Florenz

Florenz: Der Weg nach Berlin führt über den Niederrhein

Straßburg |

Parlamentarier fieberte in Kehl mit dem Mönchengladbacher Neuville

Auf dem Marktplatz in Kehl am Rhein erlebte der Europaabgeordnete Karl-Heinz Florenz das Gruppenspiel der deutschen Mannschaft gegen Polen. Zusammen mit 1000 anderen begeisterten Fußballfans zitterte der Vorsitzende des Umweltausschusses bis zum erlösenden Tor des Mönchengladbachers Oliver Neuville. Als Oliver Neuville den Trainingsanzug abstreifte hatte ich direkt das dumpfe Gefühl, dass er sein Tor schießt, freute sich Florenz mit dem deutschen Stürmerstar.

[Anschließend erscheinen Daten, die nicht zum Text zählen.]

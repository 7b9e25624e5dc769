//! Roster records to calendar events

use shift_board_shared::{CalendarEvent, EventProps, RosterRecord};

use crate::shift_code::{classify, normalize_code};
use crate::time_format::combine_timestamp;

/// Project records into calendar events, skipping any record without a date
pub fn project(records: &[RosterRecord]) -> Vec<CalendarEvent> {
    records.iter().filter_map(project_record).collect()
}

pub fn project_record(record: &RosterRecord) -> Option<CalendarEvent> {
    if record.date.is_empty() {
        return None;
    }

    let label = normalize_code(Some(&record.code));
    let title = format!("{} ({})", record.name, label);
    let class_names = vec![classify(&label).css_class().to_string()];

    let event = if record.is_all_day() {
        CalendarEvent {
            title,
            start: record.date.clone(),
            end: None,
            all_day: true,
            class_names,
            extended_props: EventProps { schicht: label },
        }
    } else {
        let end = record
            .end
            .as_deref()
            .filter(|end| !end.is_empty())
            .map(|end| combine_timestamp(&record.date, Some(end)));

        CalendarEvent {
            title,
            start: combine_timestamp(&record.date, record.start.as_deref()),
            end,
            all_day: false,
            class_names,
            extended_props: EventProps { schicht: label },
        }
    };

    Some(event)
}
//! Dashboard instances owned by the JS-facing handles
//! Thread-local storage keyed by instance id instead of global mutable state

use std::cell::RefCell;
use std::collections::HashMap;
use std::rc::Rc;
use uuid::Uuid;

use shift_board_data::{Dashboard, FetchTransport};

pub type BrowserDashboard = Dashboard<FetchTransport>;

thread_local! {
    static DASHBOARDS: RefCell<HashMap<Uuid, Rc<BrowserDashboard>>> = RefCell::new(HashMap::new());
}

pub struct InstanceManager;

impl InstanceManager {
    /// Register a dashboard and return its id
    pub fn create_instance(dashboard: BrowserDashboard) -> Uuid {
        let id = Uuid::new_v4();
        DASHBOARDS.with(|instances| {
            instances.borrow_mut().insert(id, Rc::new(dashboard));
        });
        id
    }

    /// Shared handle for async work. The map is not borrowed while the
    /// caller awaits, so concurrent actions on one instance are fine.
    pub fn get(id: &Uuid) -> Option<Rc<BrowserDashboard>> {
        DASHBOARDS.with(|instances| instances.borrow().get(id).cloned())
    }

    pub fn instance_exists(id: &Uuid) -> bool {
        DASHBOARDS.with(|instances| instances.borrow().contains_key(id))
    }

    pub fn remove_instance(id: &Uuid) -> Option<Rc<BrowserDashboard>> {
        DASHBOARDS.with(|instances| instances.borrow_mut().remove(id))
    }

    pub fn instance_count() -> usize {
        DASHBOARDS.with(|instances| instances.borrow().len())
    }
}

#[cfg(test)]
mod tests {
    use super::*;
    use shift_board_config::ShiftBoardConfig;

    #[test]
    fn test_instance_lifecycle() {
        let config = ShiftBoardConfig::new(
            "https://sheets.example.org/roster.csv",
            "https://script.example.org/exec",
        );
        let dashboard = Dashboard::new(FetchTransport::new(), &config).unwrap();

        let id = InstanceManager::create_instance(dashboard);
        assert!(InstanceManager::instance_exists(&id));
        assert_eq!(InstanceManager::instance_count(), 1);
        assert!(InstanceManager::get(&id).is_some());

        InstanceManager::remove_instance(&id);
        assert!(!InstanceManager::instance_exists(&id));
        assert!(InstanceManager::get(&id).is_none());
    }
}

Oliver Neuville stammt als Spieler von Borussia Mönchengladbach aus dem Wahlkreis von Karl-Heinz Florenz. Eigentlich habe ich mit Fußball nicht viel zu tun, bekannte Florenz. Als ehemaliger Reiter suchte er bislang das Glück der Welt auf dem Rücken der Pferde - wurde jetzt aber eines besseren belehrt und ist vollends im WM-Fieber. Die Diskussion um die Nominierung von Neuville habe ich aber in den Medien verfolgt. Es war richtig, dass der Bundestrainer den Gladbacher nominiert hat, ist sich Florenz sicher.

Für Florenz war das Tor durch den Borussen aber kein Zufallsprodukt. Mit zwinkerndem Auge bekannte der Parlamentarier: Der Weg nach Berlin kann nur über den Niederrhein verlaufen, wenn wir auch nicht das Glück hatten, dass der Borussiapark zum WM-Stadion wurde, so hat ein Wahl-Mönchengladbacher das Tor zum Achtelfinale weit aufgestoßen.